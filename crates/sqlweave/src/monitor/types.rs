use crate::error::OrmError;
use crate::row::Row;
use crate::sql::Params;
use std::fmt;
use std::time::Duration;

/// The type of SQL operation being performed.
#[derive(Debug, Clone, Copy, PartialEq, Eq)]
pub enum QueryType {
    Select,
    Insert,
    Update,
    Delete,
    /// DDL, pragmas, transaction control and anything else.
    Other,
}

impl QueryType {
    /// Detect the statement type from its text.
    ///
    /// Leading comments and parentheses are skipped. For `WITH` statements the
    /// keyword after the last top-level CTE body decides.
    pub fn from_sql(sql: &str) -> Self {
        use crate::sql::{starts_with_keyword, strip_sql_prefix};

        let trimmed = strip_sql_prefix(sql);
        if starts_with_keyword(trimmed, "SELECT") {
            QueryType::Select
        } else if starts_with_keyword(trimmed, "INSERT") || starts_with_keyword(trimmed, "REPLACE")
        {
            QueryType::Insert
        } else if starts_with_keyword(trimmed, "UPDATE") {
            QueryType::Update
        } else if starts_with_keyword(trimmed, "DELETE") {
            QueryType::Delete
        } else if starts_with_keyword(trimmed, "WITH") {
            Self::after_ctes(trimmed)
        } else {
            QueryType::Other
        }
    }

    fn after_ctes(sql: &str) -> Self {
        use crate::sql::starts_with_keyword;

        let bytes = sql.as_bytes();
        let mut depth: i32 = 0;
        let mut body_end = 0;
        let mut in_str = false;
        for (i, b) in bytes.iter().enumerate() {
            match b {
                b'\'' => in_str = !in_str,
                b'(' if !in_str => depth += 1,
                b')' if !in_str => {
                    depth -= 1;
                    if depth == 0 {
                        body_end = i + 1;
                    }
                }
                _ => {}
            }
        }

        let rest = sql[body_end..].trim_start();
        if starts_with_keyword(rest, "INSERT") {
            QueryType::Insert
        } else if starts_with_keyword(rest, "UPDATE") {
            QueryType::Update
        } else if starts_with_keyword(rest, "DELETE") {
            QueryType::Delete
        } else {
            QueryType::Select
        }
    }
}

/// What a hook sees of the statement about to run.
#[derive(Debug, Clone)]
pub struct QueryContext {
    /// Statement text exactly as it will be sent to the driver.
    pub sql: String,
    /// Bound parameters. Empty for batch executions.
    pub params: Params,
    /// Number of parameter sets for `execute_many`, `None` for single executions.
    pub batch_size: Option<usize>,
    pub query_type: QueryType,
    /// Id of the session running the statement.
    pub session_id: u64,
}

impl QueryContext {
    pub fn new(sql: impl Into<String>, params: Params) -> Self {
        let sql = sql.into();
        Self {
            query_type: QueryType::from_sql(&sql),
            sql,
            params,
            batch_size: None,
            session_id: 0,
        }
    }

    /// Context for a statement executed once per parameter set.
    pub fn batch(sql: impl Into<String>, batch_size: usize) -> Self {
        Self {
            batch_size: Some(batch_size),
            ..Self::new(sql, Params::default())
        }
    }

    pub fn with_session(mut self, session_id: u64) -> Self {
        self.session_id = session_id;
        self
    }

    pub fn param_count(&self) -> usize {
        self.params.len()
    }
}

/// Maximum length for error messages in `QueryResult::Error`.
const MAX_ERROR_LEN: usize = 512;

/// Outcome of an execution, reported to [`QueryHook::after_execute`].
#[derive(Debug, Clone, PartialEq)]
pub enum QueryResult {
    /// The driver ran the statement.
    Executed { rows_affected: u64 },
    /// A `before_execute` hook cancelled the statement.
    Cancelled,
    /// The driver failed and an error hook substituted these many rows.
    Recovered(usize),
    /// The driver failed (message truncated to 512 bytes).
    Error(String),
}

impl QueryResult {
    /// Create an error result, truncating the message to avoid monitoring data explosion.
    pub fn error(msg: impl Into<String>) -> Self {
        let msg = msg.into();
        if msg.len() > MAX_ERROR_LEN {
            Self::Error(format!("{}...", super::truncate_sql_bytes(&msg, MAX_ERROR_LEN)))
        } else {
            Self::Error(msg)
        }
    }

    pub fn is_error(&self) -> bool {
        matches!(self, QueryResult::Error(_))
    }
}

impl fmt::Display for QueryResult {
    fn fmt(&self, f: &mut fmt::Formatter<'_>) -> fmt::Result {
        match self {
            QueryResult::Executed { rows_affected } => write!(f, "{rows_affected} affected"),
            QueryResult::Cancelled => f.write_str("cancelled"),
            QueryResult::Recovered(n) => write!(f, "recovered with {n} rows"),
            QueryResult::Error(e) => write!(f, "error: {e}"),
        }
    }
}

/// Decision of a `before_execute` hook.
#[derive(Debug, Clone)]
pub enum HookAction {
    /// Run the statement as is.
    Continue,
    /// Run a different statement. For batch executions only `sql` is used.
    Replace { sql: String, params: Params },
    /// Skip the statement; the caller gets an empty, cancelled result.
    Cancel,
}

/// Decision of an error hook.
#[derive(Debug, Clone)]
pub enum ErrorAction {
    /// Return the error to the caller.
    Propagate,
    /// Swallow the error; the caller gets an empty result.
    Suppress,
    /// Swallow the error and serve these rows instead.
    Replace(Vec<Row>),
}

/// Connection and transaction lifecycle signals.
#[derive(Debug, Clone, PartialEq, Eq)]
pub enum LifecycleEvent {
    /// The driver opened a new physical connection.
    ConnectionOpened { conn_id: u64 },
    /// A connection was handed out by the pool.
    CheckedOut { conn_id: u64 },
    /// A connection went back to the idle list.
    CheckedIn { conn_id: u64 },
    /// A physical connection was closed.
    ConnectionClosed { conn_id: u64 },
    Commit { session_id: u64 },
    Rollback { session_id: u64 },
    /// Rolling back after a failure failed too; the original error is still returned.
    RollbackFailed { session_id: u64, message: String },
}

/// Trait for hooking into statement execution and the connection lifecycle.
///
/// Hooks run in registration order. A hook can rewrite or cancel a statement
/// before it runs and can recover from driver failures.
pub trait QueryHook: Send + Sync {
    /// Called before a statement is sent to the driver.
    fn before_execute(&self, ctx: &QueryContext) -> HookAction {
        let _ = ctx;
        HookAction::Continue
    }

    /// Called once the statement ran, was cancelled, or failed.
    fn after_execute(&self, _ctx: &QueryContext, _duration: Duration, _result: &QueryResult) {}

    /// Called when the driver fails. The first hook not returning
    /// [`ErrorAction::Propagate`] decides.
    fn handle_error(&self, ctx: &QueryContext, error: &OrmError) -> ErrorAction {
        let _ = (ctx, error);
        ErrorAction::Propagate
    }

    fn on_event(&self, _event: &LifecycleEvent) {}
}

Work order = Please work out how many lines in the records hold the string "physical", and give only the number.

Result of this exercise = 2